Genetic dissection of triplicated Hsa21 orthologs produces differential skeletal phenotypes in Down syndrome mouse models.

Down syndrome (DS) phenotypes result from triplicated genes, but it is generally unknown how specific three copy human chromosome 21 (Hsa21) orthologous genes or interactions between genes affect these traits. A mouse mapping panel genetically dissecting Hsa21 syntenic regions was used to investigate the contributions and interactions triplicated Hsa21 orthologous genes on mouse chromosome 16 (Mmu16). Four-month-old femurs of male and female Dp9Tyb, Dp2Tyb, Dp3Tyb, Dp4Tyb, Dp5Tyb, Dp6Tyb, Ts1Rhr, and Dp1Tyb;Dyrk1a+/+/- mice were analyzed by micro-computed tomography and 3-point bending to assess skeletal structure and mechanical properties. Male and female Dp1Tyb mice, with the entire Hsa21 homologous region of Mmu16 in three copies, display specific bone deficits similar to humans with DS and were used as a baseline comparison for the other strains in the panel.
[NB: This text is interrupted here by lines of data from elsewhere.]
// SPDX-License-Identifier: AGPL-3.0-only
// SPDX-FileCopyrightText: 2025 Steve Clarke <stephenlclarke@mac.com> - https://xyzzy.tools

//! Selection of the schema document type for an incoming payload.
//!
//! The registry is plain data handed in by the caller: supporting a new
//! message version means registering one more namespace/factory pair next to
//! its mapping table, with no change to the engine.

use crate::engine::error::MappingError;
use crate::engine::reflect::Reflect;
use std::collections::BTreeMap;

/// A schema document that knows its namespace and its XML form.
pub trait Document: Reflect + Send + Sync {
    fn namespace(&self) -> &str;
    /// Replace the contents of `self` with the document in `payload`.
    fn decode_xml(&mut self, payload: &str) -> Result<(), MappingError>;
    fn encode_xml(&self) -> Result<String, MappingError>;
    fn as_reflect(&self) -> &dyn Reflect;
    fn as_reflect_mut(&mut self) -> &mut dyn Reflect;
}

/// Builds an empty document of one schema version.
pub type DocumentFactory = fn() -> Box<dyn Document>;

#[derive(Clone, Default)]
pub struct DocumentRegistry {
    factories: BTreeMap<String, DocumentFactory>,
}

impl DocumentRegistry {
    pub fn new() -> Self {
        Self::default()
    }

    /// Register `factory` for `namespace`, returning any factory it replaces.
    pub fn register(
        &mut self,
        namespace: &str,
        factory: DocumentFactory,
    ) -> Option<DocumentFactory> {
        self.factories.insert(namespace.to_string(), factory)
    }

    pub fn with(mut self, namespace: &str, factory: DocumentFactory) -> Self {
        self.register(namespace, factory);
        self
    }

    /// Fold another registry into this one.
    pub fn merge(mut self, other: DocumentRegistry) -> Self {
        self.factories.extend(other.factories);
        self
    }

    pub fn namespaces(&self) -> impl Iterator<Item = &str> {
        self.factories.keys().map(String::as_str)
    }

    pub fn contains(&self, namespace: &str) -> bool {
        self.factories.contains_key(namespace)
    }

    /// An empty document for `namespace`.
    pub fn create(&self, namespace: &str) -> Result<Box<dyn Document>, MappingError> {
        let factory = self
            .factories
            .get(namespace)
            .ok_or_else(|| MappingError::UnknownNamespace {
                namespace: namespace.to_string(),
            })?;
        Ok(factory())
    }

    /// An empty document matching the namespace declared by `payload`.
    pub fn resolve(&self, payload: &str) -> Result<Box<dyn Document>, MappingError> {
        let namespace = document_namespace(payload)?;
        tracing::debug!(%namespace, "resolving document factory");
        self.create(&namespace)
    }

    /// Resolve and decode `payload` in one step.
    pub fn decode(&self, payload: &str) -> Result<Box<dyn Document>, MappingError> {
        let (namespace, range) = locate_document(payload)?;
        let mut document = self.create(&namespace)?;
        document.decode_xml(&payload[range])?;
        Ok(document)
    }
}

/// The namespace declared on the payload's `Document` element.
pub fn document_namespace(payload: &str) -> Result<String, MappingError> {
    locate_document(payload).map(|(namespace, _)| namespace)
}

/// Find the `Document` element, looking inside business message envelopes
/// (application header + document) when the root is not the document itself.
fn locate_document(payload: &str) -> Result<(String, std::ops::Range<usize>), MappingError> {
    let doc = roxmltree::Document::parse(payload).map_err(|err| MappingError::Xml {
        operation: "parse",
        reason: err.to_string(),
    })?;
    let root = doc.root_element();
    let node = if root.tag_name().name() == "Document" {
        root
    } else {
        doc.descendants()
            .find(|node| node.is_element() && node.tag_name().name() == "Document")
            .unwrap_or(root)
    };
    let namespace = node.tag_name().namespace().unwrap_or_default().to_string();
    if namespace.is_empty() {
        return Err(MappingError::UnknownNamespace { namespace });
    }
    Ok((namespace, node.range()))
}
Bone phenotypes varied based on triplicated gene content, sex, and bone compartment. Three copies of Dyrk1a played a sex-specific, essential role in trabecular deficits and may interact with other genes to influence cortical deficits related to DS. Triplicated genes in Dp9Tyb and Dp2Tyb mice improved some skeletal deficits. As triplicated genes may both improve and worsen bone deficits, it is important to understand the interaction between and molecular mechanisms of skeletal alterations affected by these genes.